Morehouse was the first chair of TOES North America, founded the U.S. in 1988. The first Other Economic Summit (TOES)was held in 1984 in London, a counter-summit to the annual G7 summits. It included diverse groups of economists, greens and community activists. TOES eventually became an umbrella term and similar meetings were organized in the U.S. and around the world. Morehouse was a regular activist and organizer of TOES counter-conferences. TOES’s major ongoing activity is a yearly forum/exposition held in conjunction with the annual meeting of the world’s leading industrial countries – the U.S., Canada, Britain, France, Germany, Italy and Japan.
He befriended British economist E. F. Schumacher, author of the seminal book Small Is Beautiful: Economics As If People Mattered, and became involved with a the group of British economists critical of Western economics who proposed human-scale, decentralized technologies and formed the Intermediate Technology Development Group . . .
In 2004 he organized a Symposium on People’s Law at the World Social Forum in Mumbai, India. He was also Chief Organizer, People’s Tribunal on Corporate Crimes against Humanity, US Social Forum, Atlanta, 2007 . . .

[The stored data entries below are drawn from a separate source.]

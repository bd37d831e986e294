//! # cirrus-remote
//!
//! Backend client model for a uid-addressed remote store.
//!
//! This crate defines the boundary between the WebDAV-facing layers and the
//! cloud backend:
//! - the canonical [`Node`] snapshot type and the raw [`RemoteNode`] shape
//!   (fully resolved or degraded with per-field errors) it is projected from
//! - the [`RemoteClient`] trait every backend implements
//! - the [`RemoteError`] taxonomy
//! - [`MemoryRemote`], an in-memory backend for tests and demo mounts
//!
//! ## Example
//!
//! ```
//! use cirrus_remote::{MemoryRemote, RemoteClient};
//!
//! # #[tokio::main(flavor = "current_thread")]
//! # async fn main() {
//! let remote = MemoryRemote::new();
//! let docs = remote.add_folder(&remote.root(), "docs");
//! remote.add_file(&docs, "notes.txt", b"hello");
//!
//! let children = remote.list_folder(&docs).await.unwrap();
//! assert_eq!(children.len(), 1);
//! assert_eq!(children[0].to_node().name, "notes.txt");
//! # }
//! ```

mod client;
mod error;
mod memory;
mod node;

pub use client::{ByteStream, RemoteClient, UploadOptions};
pub use error::{RemoteError, RemoteResult};
pub use memory::MemoryRemote;
pub use node::{DegradedNode, FieldError, Node, NodeDetails, NodeKind, RemoteNode};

He was also a consultant to various United Nations agencies, including UNESCO on East-West issues, UNIDO (United Nations Industrial Development Organization), UNCTAD (United Nations Conference on Trade and Development), and the Centre on Transnational Corporations . . .

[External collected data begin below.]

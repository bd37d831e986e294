//! Canonical node model and the raw backend node shape it is projected from.

use std::collections::HashMap;

/// Whether a node is a file or a folder.
#[derive(Debug, Clone, Copy, PartialEq, Eq, Hash)]
pub enum NodeKind {
    File,
    Folder,
}

impl NodeKind {
    pub fn is_folder(self) -> bool {
        matches!(self, NodeKind::Folder)
    }
}

/// Snapshot of a backend file or folder at resolution time.
///
/// The `uid` is the backend's stable, path-independent identity: it survives
/// rename and move. Nodes are never persisted locally; they are re-fetched or
/// served from the in-memory cache.
#[derive(Debug, Clone, PartialEq)]
pub struct Node {
    pub uid: String,
    pub name: String,
    pub kind: NodeKind,
    pub size: u64,
    pub mime: Option<String>,
    /// Unix milliseconds.
    pub created_at: i64,
    /// Unix milliseconds.
    pub modified_at: i64,
    pub parent_uid: Option<String>,
}

impl Node {
    pub fn is_folder(&self) -> bool {
        self.kind.is_folder()
    }

    /// The root of a mount: a folder with an empty display name and no parent.
    pub fn root(uid: impl Into<String>) -> Self {
        Self {
            uid: uid.into(),
            name: String::new(),
            kind: NodeKind::Folder,
            size: 0,
            mime: None,
            created_at: 0,
            modified_at: 0,
            parent_uid: None,
        }
    }
}

/// Fully resolved node details as returned by the backend.
#[derive(Debug, Clone, PartialEq)]
pub struct NodeDetails {
    pub uid: String,
    pub name: String,
    pub kind: NodeKind,
    pub size: u64,
    pub mime: Option<String>,
    pub created_at: i64,
    pub modified_at: i64,
    pub parent_uid: Option<String>,
    /// Backend extension metadata, passed through verbatim.
    pub attributes: HashMap<String, String>,
}

/// A node the backend could only partially decode; absent fields carry an
/// entry in the accompanying error list.
#[derive(Debug, Clone, Default, PartialEq)]
pub struct DegradedNode {
    pub uid: String,
    pub name: Option<String>,
    pub kind: Option<NodeKind>,
    pub size: Option<u64>,
    pub mime: Option<String>,
    pub created_at: Option<i64>,
    pub modified_at: Option<i64>,
    pub parent_uid: Option<String>,
    pub attributes: HashMap<String, String>,
}

/// Why a single field of a degraded node is missing.
#[derive(Debug, Clone, PartialEq)]
pub struct FieldError {
    pub field: String,
    pub message: String,
}

/// Raw node shape crossing the backend boundary: either fully resolved or
/// degraded with per-field errors. Everything past the boundary works on the
/// canonical [`Node`] produced by [`RemoteNode::to_node`].
#[derive(Debug, Clone, PartialEq)]
pub enum RemoteNode {
    Resolved(NodeDetails),
    Degraded {
        partial: DegradedNode,
        errors: Vec<FieldError>,
    },
}

impl RemoteNode {
    pub fn uid(&self) -> &str {
        match self {
            RemoteNode::Resolved(details) => &details.uid,
            RemoteNode::Degraded { partial, .. } => &partial.uid,
        }
    }

    pub fn attributes(&self) -> &HashMap<String, String> {
        match self {
            RemoteNode::Resolved(details) => &details.attributes,
            RemoteNode::Degraded { partial, .. } => &partial.attributes,
        }
    }

    /// Pure projection into the canonical node type.
    ///
    /// Degraded fields fall back to neutral values: the uid stands in for a
    /// missing name, missing sizes and timestamps become zero, and an unknown
    /// kind is treated as a file so no caller ever descends into it.
    pub fn to_node(&self) -> Node {
        match self {
            RemoteNode::Resolved(details) => Node {
                uid: details.uid.clone(),
                name: details.name.clone(),
                kind: details.kind,
                size: details.size,
                mime: details.mime.clone(),
                created_at: details.created_at,
                modified_at: details.modified_at,
                parent_uid: details.parent_uid.clone(),
            },
            RemoteNode::Degraded { partial, .. } => Node {
                uid: partial.uid.clone(),
                name: partial.name.clone().unwrap_or_else(|| partial.uid.clone()),
                kind: partial.kind.unwrap_or(NodeKind::File),
                size: partial.size.unwrap_or(0),
                mime: partial.mime.clone(),
                created_at: partial.created_at.unwrap_or(0),
                modified_at: partial.modified_at.unwrap_or(0),
                parent_uid: partial.parent_uid.clone(),
            },
        }
    }
}

impl From<NodeDetails> for RemoteNode {
    fn from(details: NodeDetails) -> Self {
        RemoteNode::Resolved(details)
    }
}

In his earlier career, Morehouse was an academic. He taught Political Science at New York University and was a Visiting Professor at the University Lund in Sweden and at the Administrative Staff College of India in Hyderabad, then was director of international education for the State University of New York from 1963 to 1976. During this time he set up education programs in India for teachers, Indian and American, and published textbooks on a variety of areas of the world to help U.S. students understand international people “through their own eyes,” as he said . . .
“I get asked that question often, “How long is this chap going to be tilting at windmills?” . . . Although his efforts did not always yield immediate success, Mr. Morehouse knew all along that his causes would outlive him.
As Winin Pereira explained when a similar charge was laid at his door, such people ‘go down fighting’ – and are honoured for it.